Will Labour campaign for AV?

In the run up to the election, Gordon Brown kept banging on about how important it was to change the voting system to the Alternative Vote. In Labour's manifesto was a commitment to hold a referendum in 2011 to change to that system and listening to the rhetoric you have to assume that they were planning to campaign for a "yes" vote had they been in power.

We already know that the Conservatives (or at least most of them) will likely campaign for a "no" vote (although they are bound by the terms of the coalition agreement to pass the referendum bill in the Commons).

There are certainly some Labour figures such as Peter Hain who have wanted AV for a long time and others who although they want a more proportional system, see AV as a stepping stone towards that.

So the interesting question is, now that Labour are in opposition, but a referendum for AV will be called anyway, will they campaign for it?

5 comments:

  1. I think it all depends on which leader they get.
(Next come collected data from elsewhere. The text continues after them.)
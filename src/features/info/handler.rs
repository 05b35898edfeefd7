use std::collections::BTreeMap;

use axum::{Json, Router, routing::get};
use serde::Serialize;

use crate::features::marker::Dictionary;
use crate::features::marker::codebook::codebook;
use crate::features::marker::models::{
    BORDER_BITS_MAX, BORDER_BITS_MIN, COUNT_MAX, COUNT_MIN, MARGIN_MAX, MARGIN_MIN, SIZE_MAX,
    SIZE_MIN,
};
use crate::state::AppState;

/// 根路径响应：服务概览与入口列表
#[derive(Debug, Serialize, utoipa::ToSchema)]
pub struct RootResponse {
    #[schema(example = "ArUco 标记生成 API")]
    pub message: String,
    pub version: String,
    #[schema(example = "/docs")]
    pub docs: String,
    /// 入口名称 → 路径
    pub endpoints: BTreeMap<String, String>,
}

/// 单个字典的说明
#[derive(Debug, Serialize, utoipa::ToSchema)]
pub struct DictionaryInfo {
    pub description: String,
    #[schema(example = 49)]
    pub max_id: u32,
    /// 码字间（含旋转）的最小汉明距离
    #[schema(example = 4)]
    pub min_distance: u32,
    pub recommended_use: String,
}

/// 参数取值范围说明
#[derive(Debug, Serialize, utoipa::ToSchema)]
pub struct ParameterRanges {
    pub id: String,
    pub size: String,
    pub margin: String,
    pub border_bits: String,
    pub count: String,
}

/// `/info` 响应
#[derive(Debug, Serialize, utoipa::ToSchema)]
pub struct InfoResponse {
    /// 字典名称（如 "4x4"）→ 说明
    pub dictionaries: BTreeMap<String, DictionaryInfo>,
    pub parameters: ParameterRanges,
}

fn dictionary_info(dict: Dictionary) -> DictionaryInfo {
    let (description, recommended_use) = match dict {
        Dictionary::Dict4x4 => ("检测最快，精度较低", "实时检测"),
        Dictionary::Dict5x5 => ("精度更高，检测速度中等", "通用场景"),
        Dictionary::Dict6x6 => ("高精度，检测较慢", "高精度应用"),
        Dictionary::Dict7x7 => ("最高精度，检测最慢", "关键应用"),
    };
    DictionaryInfo {
        description: description.to_string(),
        max_id: dict.max_id(),
        min_distance: codebook(dict).min_distance(),
        recommended_use: recommended_use.to_string(),
    }
}

#[utoipa::path(
    get,
    path = "/",
    summary = "服务概览",
    description = "返回服务名称、版本、文档地址与主要入口。",
    responses((status = 200, description = "服务概览", body = RootResponse)),
    tag = "Info"
)]
pub async fn root() -> Json<RootResponse> {
    let endpoints = [
        ("generate_single", "/generate"),
        ("generate_multiple", "/generate-multiple"),
        ("info", "/info"),
        ("health", "/health"),
    ]
    .into_iter()
    .map(|(k, v)| (k.to_string(), v.to_string()))
    .collect();

    Json(RootResponse {
        message: "ArUco 标记生成 API".to_string(),
        version: env!("CARGO_PKG_VERSION").to_string(),
        docs: "/docs".to_string(),
        endpoints,
    })
}

#[utoipa::path(
    get,
    path = "/info",
    summary = "字典与参数说明",
    description = "列出支持的字典（含最大 ID 与最小汉明距离）以及各参数的取值范围。",
    responses((status = 200, description = "说明信息", body = InfoResponse)),
    tag = "Info"
)]
pub async fn get_info() -> Json<InfoResponse> {
    let dictionaries = Dictionary::ALL
        .into_iter()
        .map(|d| (d.as_str().to_string(), dictionary_info(d)))
        .collect();

    let max_id = Dictionary::default().max_id();
    Json(InfoResponse {
        dictionaries,
        parameters: ParameterRanges {
            id: format!("0-{max_id}（所有字典）"),
            size: format!("{SIZE_MIN}-{SIZE_MAX} 像素"),
            margin: format!("{MARGIN_MIN}-{MARGIN_MAX} 像素"),
            border_bits: format!("{BORDER_BITS_MIN}-{BORDER_BITS_MAX} 单元"),
            count: format!("{COUNT_MIN}-{COUNT_MAX}（批量）"),
        },
    })
}

pub fn create_info_router() -> Router<AppState> {
    Router::new()
        .route("/", get(root))
        .route("/info", get(get_info))
}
As far as I know, of the potential candidates only Jon Cruddas would support electoral reform. And he is unlikely to win.

    Ed Balls and Ed Miliband are definitely against change, and I imagine David Miliband is too. I suspect Alistair Darling is against as well. I imagine Labour will largely campaign against despite their AV pledge in the manifesto, with a number of notables campaigning for - such as Alan Johnson and Peter Hain.

    I think Labour's position on this will also depend on what is planned for constituency boundaries. On the present boundaries which are likely to be changed before the next election, Labour would do well out of AV, with the Tories doing worse. With boundary enlargement I suspect the Tories might pick up 2nd preferences from more rural Lib Dems and do much better.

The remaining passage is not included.